Here is a screenshot of one of my DB volumes for reference:
As you can see, some replay data is in Tier 3, which might be because our Tiers 1 & 2 are full.
Steve Kneuper
4 Posts
1
May 22nd, 2014 13:00
I'm usually a "lurker" here... but find the following in your management gui. It shows the global view of how your storage is used... you can see ours is just tier-1 and tier-3, with lots of data on tier-1 raid-5 as it works it way down to the tier-3 raid-6. We only have one server locked into tier-1... everything else progresses toward the tier-3. Daily snapshots kept one day, and data progression each early morning.
--steve
mtanen
118 Posts
0
May 22nd, 2014 14:00
How many and what kind of disks make up your system?
alfoxo
4 Posts
0
May 22nd, 2014 14:00
Thanks for all the responses! That makes sense, Michael. It is definitely different than what I thought it was initially. Any documentation to explain is appreciated!
8x 372GB SLCSSDs including 1 hot spare
11x 560GB 15K disks including 1 hot spare
7x 2.73TB 7K disks including 1 hot spare
mtanen
118 Posts
0
May 22nd, 2014 14:00
When you make a replay you are making all of the blocks or changed blocks of the volume read only (depending on whether its the first or subsequent replay). The replay is still the data that is being served when a read request comes in for a block and therefore follows the normal aging rules for data progression. If a block is changed (a change to a block is made) and then a replay is taken - the original block is no longer used to answer a read request and it moves to the lowest tier immediately.
I am looking to see if the "day in the life of a page" presentation from DEF/DUF is available publically for distribution. It provides a powerpoint that explains this in infinite detail. (including the normal rules).

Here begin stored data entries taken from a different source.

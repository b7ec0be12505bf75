//! Classification of raw menu nodes
//!
//! The backend menu is loosely shaped JSON: a node may carry a `raw`
//! identifier (hierarchy level), a `to` route (navigation link), display
//! `text`/`label`, and nested `children`. Each node is classified once here so
//! tree construction only ever sees [`MenuEntry`] values.

use serde_json::Value;
use tracing::debug;

use super::codec::validate_segment;

/// A menu node that represents a level of the school hierarchy
#[derive(Debug, Clone, PartialEq)]
pub struct HierarchyNode<'a> {
    /// Stringified `raw` identifier, already a valid scope segment
    pub raw: String,
    /// Display label (`text`, else `label`, else `raw`)
    pub label: String,
    /// Unclassified child nodes
    pub children: &'a [Value],
}

/// Classified menu node
#[derive(Debug, Clone, PartialEq)]
pub enum MenuEntry<'a> {
    Hierarchy(HierarchyNode<'a>),
    NavigationLink,
    Unrecognized,
}

impl<'a> MenuEntry<'a> {
    /// Classify a single raw menu node
    pub fn classify(node: &'a Value) -> Self {
        let Some(obj) = node.as_object() else {
            return Self::Unrecognized;
        };

        if obj.get("to").is_some_and(is_truthy) {
            return Self::NavigationLink;
        }

        let Some(raw) = obj.get("raw").and_then(stringify) else {
            return Self::Unrecognized;
        };
        if validate_segment(&raw).is_err() {
            debug!(%raw, "MenuEntry::classify: raw is not a valid segment, skipping");
            return Self::Unrecognized;
        }

        let label = ["text", "label"]
            .iter()
            .filter_map(|key| obj.get(*key))
            .filter(|v| is_truthy(v))
            .find_map(stringify)
            .unwrap_or_else(|| raw.clone());

        let children = obj
            .get("children")
            .and_then(Value::as_array)
            .map(Vec::as_slice)
            .unwrap_or(&[]);

        Self::Hierarchy(HierarchyNode { raw, label, children })
    }

    /// Hierarchy nodes among a list of raw nodes, in order
    pub fn hierarchy(nodes: &'a [Value]) -> impl Iterator<Item = HierarchyNode<'a>> {
        nodes.iter().filter_map(|node| match Self::classify(node) {
            Self::Hierarchy(h) => Some(h),
            _ => None,
        })
    }
}

/// Truthiness as the menu backend's JSON producers use it
fn is_truthy(value: &Value) -> bool {
    match value {
        Value::Null => false,
        Value::Bool(b) => *b,
        Value::Number(n) => n.as_f64().is_some_and(|f| f != 0.0),
        Value::String(s) => !s.is_empty(),
        Value::Array(_) | Value::Object(_) => true,
    }
}

fn stringify(value: &Value) -> Option<String> {
    match value {
        Value::String(s) => Some(s.clone()),
        Value::Number(n) => Some(n.to_string()),
        Value::Bool(b) => Some(b.to_string()),
        _ => None,
    }
}
//! CLI command definitions and subcommands

use clap::{Parser, Subcommand};
use std::path::PathBuf;

use crate::scope::ScopeLevel;

/// schoolscope - school/grade/class scope tool
#[derive(Parser, Debug)]
#[command(name = "sc")]
#[command(author, version, about = "Inspect and normalize school/grade/class scopes", long_about = None)]
pub struct Cli {
    /// Path to config file
    #[arg(short, long, global = true)]
    pub config: Option<PathBuf>,

    /// Log level (TRACE, DEBUG, INFO, WARN, ERROR)
    #[arg(short = 'l', long = "log-level", global = true)]
    pub log_level: Option<String>,

    /// Read the menu from a JSON file instead of the backend
    #[arg(short, long, global = true, value_name = "PATH")]
    pub menu_file: Option<PathBuf>,

    /// Output format (text, json)
    #[arg(short, long, global = true, default_value = "text")]
    pub format: OutputFormat,

    #[command(subcommand)]
    pub command: Command,
}

#[derive(Subcommand, Debug)]
pub enum Command {
    /// Encode identifiers into a scope string
    Encode {
        /// Scope level (school, grade, class)
        level: ScopeLevel,

        /// School identifier
        school: String,

        /// Grade identifier
        grade: Option<String>,

        /// Class identifier
        class: Option<String>,
    },

    /// Decode a scope string
    Decode {
        /// Scope string, e.g. 39/2023/1
        value: String,
    },

    /// Show the scope tree built from the menu
    Tree,

    /// Find a tree node by scope string
    Find {
        /// Scope string to look up
        value: String,
    },

    /// Drop duplicate and redundant scopes from a selection
    Normalize {
        /// Selected scope strings
        #[arg(required = true)]
        values: Vec<String>,
    },

    /// List selectable options, marking those covered by the selection
    Options {
        /// Currently selected scope strings
        #[arg(short, long = "selected", value_name = "SCOPE")]
        selected: Vec<String>,
    },

    /// List distinct (school, grade) pairs referenced by scopes
    Grades {
        /// Scope strings
        #[arg(required = true)]
        values: Vec<String>,
    },

    /// Summarize autorun tasks from a JSON file
    Summary {
        /// File holding a task array or a `{ "data": [...] }` envelope
        #[arg(required = true)]
        path: PathBuf,
    },
}

/// Output format for command results
#[derive(Clone, Copy, Debug, Default, PartialEq, Eq)]
pub enum OutputFormat {
    #[default]
    Text,
    Json,
}

impl std::str::FromStr for OutputFormat {
    type Err = String;

    fn from_str(s: &str) -> Result<Self, Self::Err> {
        match s.to_lowercase().as_str() {
            "text" | "plain" => Ok(Self::Text),
            "json" => Ok(Self::Json),
            _ => Err(format!("Unknown format: {}. Use: text or json", s)),
        }
    }
}

impl std::fmt::Display for OutputFormat {
    fn fmt(&self, f: &mut std::fmt::Formatter<'_>) -> std::fmt::Result {
        match self {
            Self::Text => write!(f, "text"),
            Self::Json => write!(f, "json"),
        }
    }
}

#[cfg(test)]
mod tests {
    use super::*;

    #[test]
    fn test_parse_encode() {
        let cli = Cli::try_parse_from(["sc", "encode", "class", "39", "2023", "1"]).unwrap();
        match cli.command {
            Command::Encode {
                level,
                school,
                grade,
                class,
            } => {
                assert_eq!(level, ScopeLevel::Class);
                assert_eq!(school, "39");
                assert_eq!(grade.as_deref(), Some("2023"));
                assert_eq!(class.as_deref(), Some("1"));
            }
            other => panic!("unexpected command {:?}", other),
        }
    }

    #[test]
    fn test_parse_global_flags_after_subcommand() {
        let cli = Cli::try_parse_from(["sc", "options", "-s", "39", "--menu-file", "menu.json", "--format", "json"])
            .unwrap();
        assert_eq!(cli.format, OutputFormat::Json);
        assert_eq!(cli.menu_file, Some(PathBuf::from("menu.json")));
        assert!(matches!(cli.command, Command::Options { ref selected } if selected == &["39"]));
    }

    #[test]
    fn test_normalize_requires_values() {
        assert!(Cli::try_parse_from(["sc", "normalize"]).is_err());
    }

    #[test]
    fn test_output_format_parse() {
        assert_eq!("JSON".parse::<OutputFormat>().unwrap(), OutputFormat::Json);
        assert!("table".parse::<OutputFormat>().is_err());
    }
}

I would recommend that you work with Copilot to eliminate RAID10 from your Tier3 - there are some caveats you will need to consider, but it will return a BUNCH of Tier 3 storage to you.
Steve Kneuper
4 Posts
0
May 22nd, 2014 15:00
Michael has given you good advice... I'm not sure how tight you are on space, but perhaps you should aim for raid-10 on your SLCSSD disks, and a mix of raid-10 and raid-5 on your tier 2, and there is little reason to be doing raid-10 on your Tier-3; it should be catching the inactive blocks waterfalling out of Tier-2. --steve
mtanen
118 Posts
0
May 22nd, 2014 17:00
Ok - so as I read this - your Tier 2 is not out of space - space is simply allocated into the RAID5-9 extent and that is leaving no space for the RAID10 extent to grow. You can get Copilot to get that extent to prune to provide you a little short term relief.
Honestly - I am a little confused about the configuration of the system as a whole. Depending on when you bought it, the budget, and the source - I would normally see a system like this entirely Flash. The reason is that at 14TB of space I can cover more IOPs and deliver more value with 12 MLC 1.6TB drives and 6 400GB SLC drives.
As you stand now I am a little concerned about your I/O needs for the applications. Your tier 1 is effectively delivering 40K IOPS, your Tier 2 is delivering 1760 IOPS, and your Tier 3 is bringing 420.
I would expect performance problems in those lower tiers with multiple workloads hitting them.
mtanen
118 Posts
0
August 4th, 2015 19:00
When something like a backup or anti-virus does it scans by using a flag like the archive bit, this causes alot of change because setting even one bit means the block has to rewrite. This overhead will then get stored in your replays and bloat them. You should be sure to disable this type of function in anything scanning the block system. Also - you should not be running defrags for similar reason on any sort of regular basis. I have seen instances where a defrag now and then will fix OS level index problems, but it does not really help on a SC backend.